What is expected:
Count all lines holding "KnownFolders" in the data below and say the number, nothing more.

Start of Dataset

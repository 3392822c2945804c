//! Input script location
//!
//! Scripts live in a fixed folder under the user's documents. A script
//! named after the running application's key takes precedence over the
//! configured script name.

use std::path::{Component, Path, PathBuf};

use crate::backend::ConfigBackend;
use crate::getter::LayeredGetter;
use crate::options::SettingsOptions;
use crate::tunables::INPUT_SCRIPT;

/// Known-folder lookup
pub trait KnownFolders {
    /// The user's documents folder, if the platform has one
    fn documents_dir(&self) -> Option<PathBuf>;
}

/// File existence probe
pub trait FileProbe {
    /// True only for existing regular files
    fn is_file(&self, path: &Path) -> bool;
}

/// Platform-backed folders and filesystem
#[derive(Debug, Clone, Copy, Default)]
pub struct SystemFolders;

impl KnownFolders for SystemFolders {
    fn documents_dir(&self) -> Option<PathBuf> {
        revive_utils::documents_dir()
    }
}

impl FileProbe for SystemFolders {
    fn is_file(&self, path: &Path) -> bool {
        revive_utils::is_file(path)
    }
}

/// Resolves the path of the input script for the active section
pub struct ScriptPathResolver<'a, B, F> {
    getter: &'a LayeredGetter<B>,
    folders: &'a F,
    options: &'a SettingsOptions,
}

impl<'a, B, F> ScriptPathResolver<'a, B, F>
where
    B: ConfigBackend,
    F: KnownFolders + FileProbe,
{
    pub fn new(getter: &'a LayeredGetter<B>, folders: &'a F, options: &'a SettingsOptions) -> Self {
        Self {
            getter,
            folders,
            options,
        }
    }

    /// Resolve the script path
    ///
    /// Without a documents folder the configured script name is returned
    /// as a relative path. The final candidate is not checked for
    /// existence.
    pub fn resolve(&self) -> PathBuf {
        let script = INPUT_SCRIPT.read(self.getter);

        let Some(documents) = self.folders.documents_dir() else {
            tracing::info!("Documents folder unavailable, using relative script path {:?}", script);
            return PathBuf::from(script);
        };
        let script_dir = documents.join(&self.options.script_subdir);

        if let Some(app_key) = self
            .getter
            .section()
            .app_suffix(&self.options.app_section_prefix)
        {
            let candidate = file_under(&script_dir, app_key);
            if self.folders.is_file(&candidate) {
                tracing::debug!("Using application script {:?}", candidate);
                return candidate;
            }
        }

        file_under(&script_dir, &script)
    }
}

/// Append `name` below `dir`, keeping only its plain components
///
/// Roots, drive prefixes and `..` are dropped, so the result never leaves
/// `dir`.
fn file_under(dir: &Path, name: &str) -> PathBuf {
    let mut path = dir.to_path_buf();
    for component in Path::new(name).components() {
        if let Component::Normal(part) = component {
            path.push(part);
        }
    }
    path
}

End of Dataset
Start of Dataset

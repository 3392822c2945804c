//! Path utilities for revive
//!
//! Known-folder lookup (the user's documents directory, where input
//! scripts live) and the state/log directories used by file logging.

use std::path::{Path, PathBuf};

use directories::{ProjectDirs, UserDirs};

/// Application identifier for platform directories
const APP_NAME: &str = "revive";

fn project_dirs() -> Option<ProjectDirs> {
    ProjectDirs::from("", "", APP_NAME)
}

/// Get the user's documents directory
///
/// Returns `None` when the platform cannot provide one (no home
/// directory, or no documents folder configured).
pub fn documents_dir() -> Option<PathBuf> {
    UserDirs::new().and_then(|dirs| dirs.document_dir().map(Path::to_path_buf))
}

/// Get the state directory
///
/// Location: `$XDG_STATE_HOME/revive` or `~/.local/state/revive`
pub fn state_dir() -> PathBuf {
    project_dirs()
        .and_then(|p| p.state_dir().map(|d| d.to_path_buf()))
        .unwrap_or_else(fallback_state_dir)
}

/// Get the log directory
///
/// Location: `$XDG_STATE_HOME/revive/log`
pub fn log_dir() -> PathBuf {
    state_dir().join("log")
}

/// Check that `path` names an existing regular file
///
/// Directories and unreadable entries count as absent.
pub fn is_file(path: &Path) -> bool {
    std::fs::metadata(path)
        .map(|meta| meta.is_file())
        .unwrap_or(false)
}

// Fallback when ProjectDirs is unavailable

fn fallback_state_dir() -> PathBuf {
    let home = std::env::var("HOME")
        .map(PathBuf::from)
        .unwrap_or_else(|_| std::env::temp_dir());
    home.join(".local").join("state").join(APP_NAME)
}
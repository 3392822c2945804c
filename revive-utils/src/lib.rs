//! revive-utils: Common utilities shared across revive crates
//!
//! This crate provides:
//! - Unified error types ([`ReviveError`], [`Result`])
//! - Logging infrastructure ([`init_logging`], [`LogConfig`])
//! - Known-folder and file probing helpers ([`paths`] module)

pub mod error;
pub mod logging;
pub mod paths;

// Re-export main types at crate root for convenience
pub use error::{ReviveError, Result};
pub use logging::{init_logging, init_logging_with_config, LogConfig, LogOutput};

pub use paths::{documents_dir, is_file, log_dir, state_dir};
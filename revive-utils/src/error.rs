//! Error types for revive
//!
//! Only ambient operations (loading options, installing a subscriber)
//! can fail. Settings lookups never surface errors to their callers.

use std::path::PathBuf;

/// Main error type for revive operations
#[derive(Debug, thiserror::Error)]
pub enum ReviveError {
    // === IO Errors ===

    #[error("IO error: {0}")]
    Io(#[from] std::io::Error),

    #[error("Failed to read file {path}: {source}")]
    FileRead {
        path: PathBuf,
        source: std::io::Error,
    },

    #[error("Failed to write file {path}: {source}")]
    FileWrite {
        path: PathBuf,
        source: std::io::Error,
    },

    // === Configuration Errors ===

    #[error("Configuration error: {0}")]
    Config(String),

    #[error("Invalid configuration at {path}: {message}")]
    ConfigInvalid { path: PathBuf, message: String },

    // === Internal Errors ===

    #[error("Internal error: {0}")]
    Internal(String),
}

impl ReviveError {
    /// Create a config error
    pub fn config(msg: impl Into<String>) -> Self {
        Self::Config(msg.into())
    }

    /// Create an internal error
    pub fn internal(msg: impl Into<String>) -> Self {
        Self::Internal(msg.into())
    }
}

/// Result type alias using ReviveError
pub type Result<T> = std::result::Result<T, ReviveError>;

End of Dataset
Start of Dataset

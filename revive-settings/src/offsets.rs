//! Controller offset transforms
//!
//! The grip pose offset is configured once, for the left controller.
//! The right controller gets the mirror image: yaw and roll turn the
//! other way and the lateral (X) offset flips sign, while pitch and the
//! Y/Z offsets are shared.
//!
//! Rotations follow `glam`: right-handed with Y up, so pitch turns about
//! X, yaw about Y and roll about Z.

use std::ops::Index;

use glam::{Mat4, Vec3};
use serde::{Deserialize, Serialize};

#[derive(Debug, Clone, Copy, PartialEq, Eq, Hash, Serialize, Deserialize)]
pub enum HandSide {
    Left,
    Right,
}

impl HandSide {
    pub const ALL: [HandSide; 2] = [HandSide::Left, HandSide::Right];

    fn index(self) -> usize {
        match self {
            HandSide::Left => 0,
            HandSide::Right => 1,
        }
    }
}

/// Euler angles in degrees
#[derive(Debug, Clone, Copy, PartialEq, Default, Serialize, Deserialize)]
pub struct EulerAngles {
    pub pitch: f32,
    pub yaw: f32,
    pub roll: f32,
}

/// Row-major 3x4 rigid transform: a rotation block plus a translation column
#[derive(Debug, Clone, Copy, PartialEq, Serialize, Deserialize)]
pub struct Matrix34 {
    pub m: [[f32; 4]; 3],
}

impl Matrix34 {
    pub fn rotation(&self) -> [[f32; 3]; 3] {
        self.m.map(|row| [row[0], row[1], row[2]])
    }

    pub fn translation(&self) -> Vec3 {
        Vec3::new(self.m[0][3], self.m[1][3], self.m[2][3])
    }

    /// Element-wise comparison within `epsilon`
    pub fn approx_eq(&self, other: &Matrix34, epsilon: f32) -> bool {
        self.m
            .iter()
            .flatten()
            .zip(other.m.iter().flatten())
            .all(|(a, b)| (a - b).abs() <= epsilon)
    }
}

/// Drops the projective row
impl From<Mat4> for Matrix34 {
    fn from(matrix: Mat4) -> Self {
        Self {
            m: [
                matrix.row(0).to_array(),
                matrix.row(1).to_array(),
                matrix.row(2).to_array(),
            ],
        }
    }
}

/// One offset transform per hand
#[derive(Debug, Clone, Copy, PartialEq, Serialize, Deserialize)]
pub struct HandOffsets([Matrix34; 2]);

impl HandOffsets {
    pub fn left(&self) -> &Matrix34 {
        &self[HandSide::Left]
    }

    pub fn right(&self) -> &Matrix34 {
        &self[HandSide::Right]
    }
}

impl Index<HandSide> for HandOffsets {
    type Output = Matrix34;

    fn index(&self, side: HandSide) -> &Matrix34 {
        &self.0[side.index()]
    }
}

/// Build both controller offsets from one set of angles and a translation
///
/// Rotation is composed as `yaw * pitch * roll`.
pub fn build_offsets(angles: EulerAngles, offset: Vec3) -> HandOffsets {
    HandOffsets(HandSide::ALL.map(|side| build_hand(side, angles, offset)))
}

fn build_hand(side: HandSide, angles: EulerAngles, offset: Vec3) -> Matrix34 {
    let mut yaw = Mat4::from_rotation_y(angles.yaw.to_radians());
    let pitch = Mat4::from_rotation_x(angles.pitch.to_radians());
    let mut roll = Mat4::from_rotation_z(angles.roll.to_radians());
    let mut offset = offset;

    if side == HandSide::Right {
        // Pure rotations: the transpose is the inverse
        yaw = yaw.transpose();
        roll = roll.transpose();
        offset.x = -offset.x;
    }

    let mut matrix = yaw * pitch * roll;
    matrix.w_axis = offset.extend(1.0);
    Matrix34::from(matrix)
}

End of Dataset

Answer box:
3